Now by these plain rules we must try Voltaire; and it is impossible to deny that he possessed such sufficient information, and applied his mind with such sufficient anxiety to the discovery of truth, as gave him a right to say that he had formed his opinions, how erroneous soever they might be, after inquiring, and not lightly. The story which is related of the Master in the Jesuits Seminary of Louis le Grand, where he was educated, having foretold that he would be the Corypheus of deists, if true, only proves that he had very early begun to think for himself; and whoever doubted the real presence or questioned the power of absolution, was at once set down for an infidel in those countries and in those times.
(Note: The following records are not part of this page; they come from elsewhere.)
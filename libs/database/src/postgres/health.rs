use sea_orm::{ConnectionTrait, DatabaseBackend, DatabaseConnection, Statement};

use crate::common::{DatabaseError, DatabaseResult};

/// `SELECT 1` over the pool
pub async fn check_health(db: &DatabaseConnection) -> DatabaseResult<()> {
    db.query_one_raw(Statement::from_string(
        DatabaseBackend::Postgres,
        "SELECT 1",
    ))
    .await
    .map(|_| ())
    .map_err(|e| DatabaseError::unhealthy("postgres", e))
}
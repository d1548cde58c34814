use core_config::{Environment, FromEnv, server::ServerConfig};
use database::postgres::PostgresConfig;
use database::redis::RedisConfig;
use eyre::WrapErr;

/// Everything the API reads from the environment
#[derive(Clone, Debug)]
pub struct Config {
    pub environment: Environment,
    pub database: PostgresConfig,
    pub redis: RedisConfig,
    pub server: ServerConfig,
}

impl Config {
    pub fn from_env() -> eyre::Result<Self> {
        Ok(Self {
            environment: Environment::from_env(),
            database: PostgresConfig::from_env().wrap_err("Invalid PostgreSQL configuration")?,
            redis: RedisConfig::from_env().wrap_err("Invalid Redis configuration")?,
            server: ServerConfig::from_env().wrap_err("Invalid server configuration")?,
        })
    }
}
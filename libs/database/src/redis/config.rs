use core_config::{ConfigError, FromEnv, env_required};

/// Broker connection settings
#[derive(Clone, Debug)]
pub struct RedisConfig {
    pub url: String,
}

impl RedisConfig {
    pub fn new(url: impl Into<String>) -> Self {
        Self { url: url.into() }
    }
}

impl FromEnv for RedisConfig {
    /// `REDIS_URL`, e.g. `redis://127.0.0.1:6379`
    fn from_env() -> Result<Self, ConfigError> {
        Ok(Self::new(env_required("REDIS_URL")?))
    }
}
//! Inventory API - Entry Point
//!
//! Customers, the resource catalog and assignment publishing.

#[tokio::main]
async fn main() -> eyre::Result<()> {
    inventory_api::run().await
}
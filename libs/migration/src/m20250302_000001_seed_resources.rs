use sea_orm_migration::prelude::*;

#[derive(DeriveMigrationName)]
pub struct Migration;

#[async_trait::async_trait]
impl MigrationTrait for Migration {
    async fn up(&self, manager: &SchemaManager) -> Result<(), DbErr> {
        manager
            .get_connection()
            .execute_unprepared(
                r#"
            INSERT INTO resources (name, type, region)
            VALUES
                ('aws_vpc_main', 'VPC', 'us-east-1'),
                ('gcp_vm_instance', 'Compute', 'us-central1'),
                ('azure_sql_db', 'Database', 'eastus')
            ON CONFLICT (name) DO NOTHING
            "#,
            )
            .await?;

        Ok(())
    }

    async fn down(&self, manager: &SchemaManager) -> Result<(), DbErr> {
        manager
            .get_connection()
            .execute_unprepared(
                "DELETE FROM resources WHERE name IN ('aws_vpc_main', 'gcp_vm_instance', 'azure_sql_db')",
            )
            .await?;

        Ok(())
    }
}
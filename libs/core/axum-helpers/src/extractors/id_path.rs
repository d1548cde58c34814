use crate::errors::{ErrorKind, error_response};
use axum::{
    extract::{FromRequestParts, Path},
    http::request::Parts,
    response::Response,
};

/// Numeric `{id}` path segment.
///
/// Only the shape is checked here; range rules such as "must be positive"
/// belong to the use cases.
pub struct IdPath(pub i64);

impl<S> FromRequestParts<S> for IdPath
where
    S: Send + Sync,
{
    type Rejection = Response;

    async fn from_request_parts(parts: &mut Parts, state: &S) -> Result<Self, Self::Rejection> {
        let Path(raw) = Path::<String>::from_request_parts(parts, state)
            .await
            .map_err(|e| error_response(ErrorKind::Validation, e.body_text()))?;

        raw.trim()
            .parse::<i64>()
            .map(IdPath)
            .map_err(|_| error_response(ErrorKind::Validation, format!("invalid id: {}", raw)))
    }
}
use axum::{Json, Router, routing::get};
use domain_cloud_resources::{CloudResourceRepository, CloudResourceService};
use domain_customers::{CustomerRepository, CustomerService};
use domain_notifications::NotificationPublisher;
use std::sync::Arc;
use utoipa::OpenApi;
use utoipa_scalar::{Scalar, Servable};

use crate::openapi::ApiDoc;

/// Versioned API routes over the given repositories.
///
/// The customer repository is shared: the resources service uses it to
/// check that a customer exists before assigning anything.
pub fn api_router<C, R>(
    customers: C,
    resources: R,
    publisher: Option<Arc<dyn NotificationPublisher>>,
) -> Router
where
    C: CustomerRepository + Clone + 'static,
    R: CloudResourceRepository + 'static,
{
    let mut resource_service = CloudResourceService::new(resources, customers.clone());
    if let Some(publisher) = publisher {
        resource_service = resource_service.with_publisher(publisher);
    }

    let v1 = domain_customers::handlers::router(CustomerService::new(customers))
        .merge(domain_cloud_resources::handlers::router(resource_service));

    Router::new().nest("/api/v1", v1)
}

pub fn docs_router() -> Router {
    Router::new()
        .route(
            "/api-docs/openapi.json",
            get(|| async { Json(ApiDoc::openapi()) }),
        )
        .merge(Scalar::with_url("/scalar", ApiDoc::openapi()))
}

#[cfg(test)]
mod tests {
    use super::*;
    use axum::body::Body;
    use axum::http::{Request, StatusCode};
    use domain_cloud_resources::InMemoryCloudResourceRepository;
    use domain_customers::InMemoryCustomerRepository;
    use http_body_util::BodyExt;
    use serde_json::{Value, json};
    use tower::ServiceExt;

    async fn json_body(body: Body) -> Value {
        let bytes = body.collect().await.unwrap().to_bytes();
        serde_json::from_slice(&bytes).unwrap()
    }

    #[tokio::test]
    async fn test_routes_are_versioned() {
        let app = api_router(
            InMemoryCustomerRepository::new(),
            InMemoryCloudResourceRepository::with_default_catalog().await,
            None,
        );

        let response = app
            .clone()
            .oneshot(
                Request::builder()
                    .method("POST")
                    .uri("/api/v1/customers")
                    .header("content-type", "application/json")
                    .body(Body::from(
                        json!({"name": "ebuka", "email": "ebuka@x.com"}).to_string(),
                    ))
                    .unwrap(),
            )
            .await
            .unwrap();
        assert_eq!(response.status(), StatusCode::CREATED);

        let response = app
            .clone()
            .oneshot(
                Request::builder()
                    .method("POST")
                    .uri("/api/v1/customers/1/resources")
                    .header("content-type", "application/json")
                    .body(Body::from(
                        json!({"resource_name": "gcp_vm_instance"}).to_string(),
                    ))
                    .unwrap(),
            )
            .await
            .unwrap();
        assert_eq!(response.status(), StatusCode::CREATED);

        let response = app
            .oneshot(
                Request::builder()
                    .uri("/api/v1/resources")
                    .body(Body::empty())
                    .unwrap(),
            )
            .await
            .unwrap();
        assert_eq!(response.status(), StatusCode::OK);
        assert_eq!(json_body(response.into_body()).await.as_array().unwrap().len(), 3);
    }

    #[tokio::test]
    async fn test_openapi_lists_versioned_paths() {
        let response = docs_router()
            .oneshot(
                Request::builder()
                    .uri("/api-docs/openapi.json")
                    .body(Body::empty())
                    .unwrap(),
            )
            .await
            .unwrap();
        assert_eq!(response.status(), StatusCode::OK);

        let spec = json_body(response.into_body()).await;
        let paths = spec["paths"].as_object().unwrap();
        assert!(paths.contains_key("/api/v1/customers"));
        assert!(paths.contains_key("/api/v1/customers/{id}/resources/bulk"));
        assert!(paths.contains_key("/api/v1/resources/{id}"));
    }
}
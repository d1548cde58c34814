use std::sync::Arc;

use crate::{
    error::{NotificationError, NotificationResult},
    models::{NOTIFICATION_EVENT, NewNotification, Notification},
    repository::NotificationRepository,
};

/// Notification use cases
pub struct NotificationService<R: NotificationRepository> {
    repository: Arc<R>,
}

fn check_user_id(user_id: i64) -> NotificationResult<()> {
    if user_id <= 0 {
        return Err(NotificationError::Validation("invalid user id".to_string()));
    }
    Ok(())
}

impl<R: NotificationRepository> NotificationService<R> {
    pub fn new(repository: R) -> Self {
        Self {
            repository: Arc::new(repository),
        }
    }

    pub fn from_arc(repository: Arc<R>) -> Self {
        Self { repository }
    }

    pub async fn create_notification(
        &self,
        user_id: i64,
        message: &str,
    ) -> NotificationResult<Notification> {
        check_user_id(user_id)?;
        if message.trim().is_empty() {
            return Err(NotificationError::Validation(
                "empty notification message".to_string(),
            ));
        }

        let notification = self
            .repository
            .create(NewNotification {
                user_id,
                message: message.to_string(),
                event: NOTIFICATION_EVENT.to_string(),
            })
            .await?;

        tracing::info!(
            notification_id = notification.id,
            user_id,
            "Created notification"
        );
        Ok(notification)
    }

    pub async fn get_all_notifications(&self, user_id: i64) -> NotificationResult<Vec<Notification>> {
        check_user_id(user_id)?;
        self.repository.get_all_by_user_id(user_id).await
    }

    /// Deleting an id that does not exist succeeds
    pub async fn clear_notification(&self, notification_id: i64) -> NotificationResult<()> {
        if notification_id <= 0 {
            return Err(NotificationError::Validation(
                "invalid notification id".to_string(),
            ));
        }
        let removed = self.repository.delete_by_id(notification_id).await?;
        tracing::debug!(notification_id, removed, "Cleared notification");
        Ok(())
    }

    pub async fn clear_all_notifications(&self, user_id: i64) -> NotificationResult<()> {
        check_user_id(user_id)?;
        let removed = self.repository.delete_all_by_user_id(user_id).await?;
        tracing::debug!(user_id, removed, "Cleared notifications");
        Ok(())
    }
}

#[cfg(test)]
mod tests {
    use super::*;
    use crate::repository::MockNotificationRepository;
    use chrono::Utc;
    use mockall::predicate::eq;

    #[tokio::test]
    async fn test_create_stores_notification_event() {
        let mut mock = MockNotificationRepository::new();
        mock.expect_create()
            .with(eq(NewNotification {
                user_id: 7,
                message: "hello".to_string(),
                event: "notification".to_string(),
            }))
            .times(1)
            .returning(|input| {
                Ok(Notification {
                    id: 1,
                    user_id: input.user_id,
                    message: input.message,
                    event: input.event,
                    created_at: Utc::now(),
                })
            });

        let service = NotificationService::new(mock);
        let created = service.create_notification(7, "hello").await.unwrap();
        assert_eq!(created.event, "notification");
    }

    #[tokio::test]
    async fn test_invalid_ids_never_reach_storage() {
        let mut mock = MockNotificationRepository::new();
        mock.expect_create().never();
        mock.expect_get_all_by_user_id().never();
        mock.expect_delete_by_id().never();
        mock.expect_delete_all_by_user_id().never();
        let service = NotificationService::new(mock);

        let err = service.create_notification(0, "hello").await.unwrap_err();
        assert_eq!(err.to_string(), "invalid user id");

        let err = service.get_all_notifications(-1).await.unwrap_err();
        assert_eq!(err.to_string(), "invalid user id");

        let err = service.clear_notification(0).await.unwrap_err();
        assert_eq!(err.to_string(), "invalid notification id");

        let err = service.clear_all_notifications(0).await.unwrap_err();
        assert_eq!(err.to_string(), "invalid user id");
    }

    #[tokio::test]
    async fn test_blank_message_rejected() {
        let mut mock = MockNotificationRepository::new();
        mock.expect_create().never();
        let service = NotificationService::new(mock);

        let err = service.create_notification(7, "   ").await.unwrap_err();
        assert!(matches!(err, NotificationError::Validation(_)));
        assert_eq!(err.to_string(), "empty notification message");
    }

    #[tokio::test]
    async fn test_clear_missing_is_success() {
        let mut mock = MockNotificationRepository::new();
        mock.expect_delete_by_id()
            .with(eq(42))
            .times(1)
            .returning(|_| Ok(0));
        mock.expect_delete_all_by_user_id()
            .with(eq(9))
            .times(1)
            .returning(|_| Ok(0));
        let service = NotificationService::new(mock);

        service.clear_notification(42).await.unwrap();
        service.clear_all_notifications(9).await.unwrap();
    }

    #[tokio::test]
    async fn test_storage_failure_is_internal() {
        let mut mock = MockNotificationRepository::new();
        mock.expect_get_all_by_user_id()
            .returning(|_| Err(NotificationError::Internal("connection refused".into())));
        let service = NotificationService::new(mock);

        let err = service.get_all_notifications(3).await.unwrap_err();
        assert_eq!(err.to_string(), "internal server error");
    }
}
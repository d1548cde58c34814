use async_trait::async_trait;
use chrono::Utc;
use sea_orm::ActiveValue::{NotSet, Set};
use sea_orm::{
    ActiveModelTrait, ColumnTrait, DatabaseConnection, DbErr, EntityTrait, QueryFilter,
    QueryOrder,
};

use crate::{
    entity,
    error::{NotificationError, NotificationResult},
    models::{NewNotification, Notification},
    repository::NotificationRepository,
};

#[derive(Clone)]
pub struct PgNotificationRepository {
    db: DatabaseConnection,
}

impl PgNotificationRepository {
    pub fn new(db: DatabaseConnection) -> Self {
        Self { db }
    }
}

fn internal(e: DbErr) -> NotificationError {
    NotificationError::Internal(format!("Database error: {}", e))
}

#[async_trait]
impl NotificationRepository for PgNotificationRepository {
    async fn create(&self, input: NewNotification) -> NotificationResult<Notification> {
        let model = entity::ActiveModel {
            id: NotSet,
            user_id: Set(input.user_id),
            message: Set(input.message),
            event: Set(input.event),
            created_at: Set(Utc::now().into()),
        };

        let inserted = model.insert(&self.db).await.map_err(internal)?;
        Ok(inserted.into())
    }

    async fn get_all_by_user_id(&self, user_id: i64) -> NotificationResult<Vec<Notification>> {
        let models = entity::Entity::find()
            .filter(entity::Column::UserId.eq(user_id))
            .order_by_asc(entity::Column::Id)
            .all(&self.db)
            .await
            .map_err(internal)?;
        Ok(models.into_iter().map(Into::into).collect())
    }

    async fn delete_by_id(&self, id: i64) -> NotificationResult<u64> {
        let result = entity::Entity::delete_by_id(id)
            .exec(&self.db)
            .await
            .map_err(internal)?;
        Ok(result.rows_affected)
    }

    async fn delete_all_by_user_id(&self, user_id: i64) -> NotificationResult<u64> {
        let result = entity::Entity::delete_many()
            .filter(entity::Column::UserId.eq(user_id))
            .exec(&self.db)
            .await
            .map_err(internal)?;
        Ok(result.rows_affected)
    }
}
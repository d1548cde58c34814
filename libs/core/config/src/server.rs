use crate::{env_or_default, env_parse, ConfigError, FromEnv};
use std::net::Ipv4Addr;

/// Bind address for an HTTP service
#[derive(Clone, Debug)]
pub struct ServerConfig {
    pub host: String,
    pub port: u16,
}

impl ServerConfig {
    /// Load `HOST` plus the port from `port_key`, falling back to `default_port`
    pub fn from_env_with_port(port_key: &str, default_port: u16) -> Result<Self, ConfigError> {
        let host = env_or_default("HOST", &Ipv4Addr::UNSPECIFIED.to_string());
        let port = env_parse(port_key, default_port)?;
        Ok(Self { host, port })
    }

    pub fn address(&self) -> String {
        format!("{}:{}", self.host, self.port)
    }
}

impl FromEnv for ServerConfig {
    /// `HOST` defaults to 0.0.0.0, `PORT` to 8080
    fn from_env() -> Result<Self, ConfigError> {
        Self::from_env_with_port("PORT", 8080)
    }
}
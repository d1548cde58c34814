use core_config::{ConfigError, FromEnv, env_parse, env_required};
use sea_orm::ConnectOptions;
use std::time::Duration;
use tracing::log::LevelFilter;

/// Pool settings for the PostgreSQL connection
#[derive(Clone, Debug)]
pub struct PostgresConfig {
    pub url: String,
    pub max_connections: u32,
    pub min_connections: u32,
    pub connect_timeout_secs: u64,
    pub acquire_timeout_secs: u64,
    pub idle_timeout_secs: u64,
    pub sqlx_logging: bool,
}

impl PostgresConfig {
    pub fn new(url: impl Into<String>) -> Self {
        Self {
            url: url.into(),
            max_connections: 20,
            min_connections: 2,
            connect_timeout_secs: 8,
            acquire_timeout_secs: 8,
            idle_timeout_secs: 300,
            sqlx_logging: false,
        }
    }

    pub fn into_connect_options(self) -> ConnectOptions {
        let mut opt = ConnectOptions::new(self.url);
        opt.max_connections(self.max_connections)
            .min_connections(self.min_connections)
            .connect_timeout(Duration::from_secs(self.connect_timeout_secs))
            .acquire_timeout(Duration::from_secs(self.acquire_timeout_secs))
            .idle_timeout(Duration::from_secs(self.idle_timeout_secs))
            .sqlx_logging(self.sqlx_logging)
            .sqlx_logging_level(LevelFilter::Debug);
        opt
    }
}

/// - `DATABASE_URL` (required)
/// - `DB_MAX_CONNECTIONS` (20), `DB_MIN_CONNECTIONS` (2)
/// - `DB_CONNECT_TIMEOUT_SECS` (8), `DB_ACQUIRE_TIMEOUT_SECS` (8), `DB_IDLE_TIMEOUT_SECS` (300)
/// - `DB_SQLX_LOGGING` (false)
impl FromEnv for PostgresConfig {
    fn from_env() -> Result<Self, ConfigError> {
        let defaults = Self::new(env_required("DATABASE_URL")?);

        Ok(Self {
            max_connections: env_parse("DB_MAX_CONNECTIONS", defaults.max_connections)?,
            min_connections: env_parse("DB_MIN_CONNECTIONS", defaults.min_connections)?,
            connect_timeout_secs: env_parse(
                "DB_CONNECT_TIMEOUT_SECS",
                defaults.connect_timeout_secs,
            )?,
            acquire_timeout_secs: env_parse(
                "DB_ACQUIRE_TIMEOUT_SECS",
                defaults.acquire_timeout_secs,
            )?,
            idle_timeout_secs: env_parse("DB_IDLE_TIMEOUT_SECS", defaults.idle_timeout_secs)?,
            sqlx_logging: env_parse("DB_SQLX_LOGGING", defaults.sqlx_logging)?,
            url: defaults.url,
        })
    }
}
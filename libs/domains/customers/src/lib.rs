//! Customers Domain
//!
//! Customers own cloud resources and receive notifications. A customer is
//! immutable once created and identified by a positive integer id; the email
//! address is unique across all customers.
//!
//! # Architecture
//!
//! ```text
//! ┌─────────────┐
//! │  Handlers   │  ← POST /customers, GET /customers/{id}
//! └──────┬──────┘
//!        │
//! ┌──────▼──────┐
//! │   Service   │  ← blank checks, email uniqueness
//! └──────┬──────┘
//!        │
//! ┌──────▼──────┐
//! │ Repository  │  ← trait + in-memory and PostgreSQL implementations
//! └─────────────┘
//! ```

pub mod entity;
pub mod error;
pub mod handlers;
pub mod models;
pub mod postgres;
pub mod repository;
pub mod service;

pub use error::{CustomerError, CustomerResult};
pub use models::{CreateCustomer, Customer, NewCustomer};
pub use postgres::PgCustomerRepository;
pub use repository::{CustomerRepository, InMemoryCustomerRepository};
pub use service::CustomerService;
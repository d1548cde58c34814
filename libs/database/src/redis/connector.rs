use redis::Client;
use redis::aio::ConnectionManager;
use tracing::info;

use crate::common::{RetryConfig, retry_with_backoff};

/// Open a `ConnectionManager` and verify it with `PING`.
///
/// The manager reconnects on its own after the initial handshake.
pub async fn connect(url: &str) -> redis::RedisResult<ConnectionManager> {
    let client = Client::open(url)?;
    let manager = ConnectionManager::new(client).await?;

    let mut conn = manager.clone();
    let _: String = redis::cmd("PING").query_async(&mut conn).await?;

    info!("Connected to Redis");
    Ok(manager)
}

pub async fn connect_with_retry(
    url: &str,
    retry_config: Option<RetryConfig>,
) -> redis::RedisResult<ConnectionManager> {
    retry_with_backoff(|| connect(url), retry_config.unwrap_or_default()).await
}
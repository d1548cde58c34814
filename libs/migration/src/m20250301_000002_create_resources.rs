use sea_orm_migration::{prelude::*, schema::*};

#[derive(DeriveMigrationName)]
pub struct Migration;

#[async_trait::async_trait]
impl MigrationTrait for Migration {
    async fn up(&self, manager: &SchemaManager) -> Result<(), DbErr> {
        manager
            .create_table(
                Table::create()
                    .table(Resources::Table)
                    .if_not_exists()
                    .col(
                        ColumnDef::new(Resources::Id)
                            .big_integer()
                            .not_null()
                            .auto_increment()
                            .primary_key(),
                    )
                    .col(string_uniq(Resources::Name))
                    .col(string(Resources::Type))
                    .col(string(Resources::Region))
                    .col(
                        timestamp_with_time_zone(Resources::CreatedAt)
                            .default(Expr::current_timestamp()),
                    )
                    .col(
                        timestamp_with_time_zone(Resources::UpdatedAt)
                            .default(Expr::current_timestamp()),
                    )
                    .to_owned(),
            )
            .await
    }

    async fn down(&self, manager: &SchemaManager) -> Result<(), DbErr> {
        manager
            .drop_table(Table::drop().table(Resources::Table).to_owned())
            .await
    }
}

#[derive(DeriveIden)]
enum Resources {
    Table,
    Id,
    Name,
    Type,
    Region,
    CreatedAt,
    UpdatedAt,
}
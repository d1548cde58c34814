use crate::Environment;
use tracing::{debug, info};
use tracing_subscriber::{prelude::*, EnvFilter};

/// Install color-eyre for binaries. Calling it twice is harmless.
pub fn install_color_eyre() {
    let _ = color_eyre::config::HookBuilder::default()
        .display_location_section(true)
        .display_env_section(false)
        .install();
}

/// Initialize the global subscriber.
///
/// - Production (`APP_ENV=production`): flattened JSON events, no targets.
/// - Development: pretty output.
///
/// Both include `tracing_error::ErrorLayer` so `eyre` reports carry span
/// traces. `RUST_LOG` overrides the default filter. Re-initialization is a
/// no-op, which keeps tests that each call this from panicking.
pub fn init_tracing(environment: &Environment) {
    let is_production = environment.is_production();

    let filter = EnvFilter::try_from_default_env().unwrap_or_else(|_| {
        if is_production {
            EnvFilter::new("info,sea_orm=warn,sqlx=warn")
        } else {
            EnvFilter::new("debug,sea_orm=info,sqlx=warn,hyper=info")
        }
    });

    let result = if is_production {
        tracing_subscriber::registry()
            .with(
                tracing_subscriber::fmt::layer()
                    .json()
                    .with_target(false)
                    .flatten_event(true),
            )
            .with(tracing_error::ErrorLayer::default())
            .with(filter)
            .try_init()
    } else {
        tracing_subscriber::registry()
            .with(
                tracing_subscriber::fmt::layer()
                    .with_target(true)
                    .with_file(false)
                    .with_line_number(false)
                    .pretty(),
            )
            .with(tracing_error::ErrorLayer::default())
            .with(filter)
            .try_init()
    };

    match result {
        Ok(_) => info!(environment = ?environment, "Tracing initialized"),
        Err(_) => debug!("Tracing already initialized, skipping"),
    }
}

#[cfg(test)]
mod tests {
    use super::*;

    #[test]
    fn test_init_tracing_is_reentrant() {
        init_tracing(&Environment::Development);
        init_tracing(&Environment::Production);
    }

    #[test]
    fn test_init_tracing_with_rust_log() {
        temp_env::with_var("RUST_LOG", Some("warn"), || {
            init_tracing(&Environment::Production);
        });
    }
}
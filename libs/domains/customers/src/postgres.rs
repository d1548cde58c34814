use async_trait::async_trait;
use chrono::Utc;
use sea_orm::ActiveValue::{NotSet, Set};
use sea_orm::{
    ActiveModelTrait, ColumnTrait, DatabaseConnection, DbErr, EntityTrait, QueryFilter, SqlErr,
};

use crate::{
    entity,
    error::{CustomerError, CustomerResult},
    models::{Customer, NewCustomer},
    repository::CustomerRepository,
};

#[derive(Clone)]
pub struct PgCustomerRepository {
    db: DatabaseConnection,
}

impl PgCustomerRepository {
    pub fn new(db: DatabaseConnection) -> Self {
        Self { db }
    }
}

fn internal(e: DbErr) -> CustomerError {
    CustomerError::Internal(format!("Database error: {}", e))
}

#[async_trait]
impl CustomerRepository for PgCustomerRepository {
    async fn create(&self, input: NewCustomer) -> CustomerResult<Customer> {
        let now = Utc::now();
        let model = entity::ActiveModel {
            id: NotSet,
            name: Set(input.name),
            email: Set(input.email.clone()),
            created_at: Set(now.into()),
            updated_at: Set(now.into()),
        };

        let inserted = model.insert(&self.db).await.map_err(|e| match e.sql_err() {
            Some(SqlErr::UniqueConstraintViolation(_)) => {
                CustomerError::DuplicateEmail(input.email)
            }
            _ => internal(e),
        })?;

        Ok(inserted.into())
    }

    async fn get_by_id(&self, id: i64) -> CustomerResult<Option<Customer>> {
        let model = entity::Entity::find_by_id(id)
            .one(&self.db)
            .await
            .map_err(internal)?;
        Ok(model.map(Into::into))
    }

    async fn get_by_email(&self, email: &str) -> CustomerResult<Option<Customer>> {
        let model = entity::Entity::find()
            .filter(entity::Column::Email.eq(email))
            .one(&self.db)
            .await
            .map_err(internal)?;
        Ok(model.map(Into::into))
    }
}
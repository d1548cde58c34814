use async_trait::async_trait;
use chrono::Utc;
use std::collections::BTreeMap;
use std::sync::Arc;
use tokio::sync::RwLock;

use crate::error::NotificationResult;
use crate::models::{NewNotification, Notification};

/// Persistence port for notifications
#[cfg_attr(test, mockall::automock)]
#[async_trait]
pub trait NotificationRepository: Send + Sync {
    async fn create(&self, input: NewNotification) -> NotificationResult<Notification>;

    /// Oldest first
    async fn get_all_by_user_id(&self, user_id: i64) -> NotificationResult<Vec<Notification>>;

    /// Returns how many rows went away; zero is not an error
    async fn delete_by_id(&self, id: i64) -> NotificationResult<u64>;

    async fn delete_all_by_user_id(&self, user_id: i64) -> NotificationResult<u64>;
}

#[derive(Debug, Default)]
struct Store {
    next_id: i64,
    notifications: BTreeMap<i64, Notification>,
}

/// In-memory implementation of NotificationRepository (for development/testing)
#[derive(Debug, Default, Clone)]
pub struct InMemoryNotificationRepository {
    store: Arc<RwLock<Store>>,
}

impl InMemoryNotificationRepository {
    pub fn new() -> Self {
        Self::default()
    }
}

#[async_trait]
impl NotificationRepository for InMemoryNotificationRepository {
    async fn create(&self, input: NewNotification) -> NotificationResult<Notification> {
        let mut store = self.store.write().await;
        store.next_id += 1;

        let notification = Notification {
            id: store.next_id,
            user_id: input.user_id,
            message: input.message,
            event: input.event,
            created_at: Utc::now(),
        };
        store
            .notifications
            .insert(notification.id, notification.clone());
        Ok(notification)
    }

    async fn get_all_by_user_id(&self, user_id: i64) -> NotificationResult<Vec<Notification>> {
        let store = self.store.read().await;
        Ok(store
            .notifications
            .values()
            .filter(|n| n.user_id == user_id)
            .cloned()
            .collect())
    }

    async fn delete_by_id(&self, id: i64) -> NotificationResult<u64> {
        let removed = self.store.write().await.notifications.remove(&id);
        Ok(removed.map_or(0, |_| 1))
    }

    async fn delete_all_by_user_id(&self, user_id: i64) -> NotificationResult<u64> {
        let mut store = self.store.write().await;
        let before = store.notifications.len();
        store.notifications.retain(|_, n| n.user_id != user_id);
        Ok((before - store.notifications.len()) as u64)
    }
}
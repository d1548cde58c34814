use crate::event::StreamEvent;
use async_trait::async_trait;

/// Field that carries the JSON body of every entry
pub const JOB_FIELD: &str = "job";

/// Static description of a stream and the group that reads it.
pub trait StreamDef: Send + Sync {
    const STREAM_NAME: &'static str;
    const CONSUMER_GROUP: &'static str;

    /// Approximate cap applied with `XADD ... MAXLEN ~`
    const MAX_LENGTH: i64 = 100_000;

    /// Pause between reads that came back empty
    const POLL_INTERVAL_MS: u64 = 200;
}

/// Receives entries from [`crate::StreamWorker`].
///
/// Handlers own their failure policy: the worker never retries an entry and
/// never stops because a handler failed.
#[async_trait]
pub trait StreamHandler: Send + Sync {
    async fn handle(&self, event: StreamEvent);
}
//! Redis Streams plumbing.
//!
//! A stream is described once with [`StreamDef`]; the producer appends entries
//! carrying a single `job` field and [`StreamWorker`] drives a consumer-group
//! read loop, handing each raw entry to a [`StreamHandler`].
//!
//! ```ignore
//! struct AuditStream;
//! impl StreamDef for AuditStream {
//!     const STREAM_NAME: &'static str = "audit";
//!     const CONSUMER_GROUP: &'static str = "audit_workers";
//! }
//!
//! let producer = StreamProducer::new(redis.clone(), AuditStream::STREAM_NAME)
//!     .with_max_length(AuditStream::MAX_LENGTH);
//! producer.send(&event).await?;
//!
//! let worker = StreamWorker::new(redis, WorkerConfig::from_stream_def::<AuditStream>());
//! worker.run(&handler, shutdown_rx).await?;
//! ```

mod config;
mod consumer;
mod error;
mod event;
mod producer;
mod registry;
mod worker;

pub use config::WorkerConfig;
pub use consumer::StreamConsumer;
pub use error::{ErrorCategory, StreamError};
pub use event::StreamEvent;
pub use producer::StreamProducer;
pub use registry::{StreamDef, StreamHandler, JOB_FIELD};
pub use worker::StreamWorker;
It would be the fate of any young scholar in the Roman colleges at this day, especially were he to maintain his doubts with a show of cleverness; and were he to mingle the least wit with his argument, he would straightway be charged with blasphemy. But it must be added that an impression unfavourable to the truths of religion, and its uses, was made upon Voltaire's mind by the sight of its abuses, and by a consideration of the manifest errors inculcated in the Romish system. It is not enough to bring him within the blame above stated under the third head, that he was prejudiced in conducting his inquiries, if that prejudice proceeded from the errors of others which he had unjustly been summoned to believe. He is not to be blamed for having begun to doubt of the truths of Christianity in consequence of his attention having originally been directed to the foundations of the system by a view of the falsehoods which had been built upon those truths. Even if the bigotry of priests, the persecutions of sovereigns, the absurdities of a false faith, the grovelling superstitions of its votaries, their sufferings, bodily as well as mental, under false guides and

« PrejšnjaNaprej »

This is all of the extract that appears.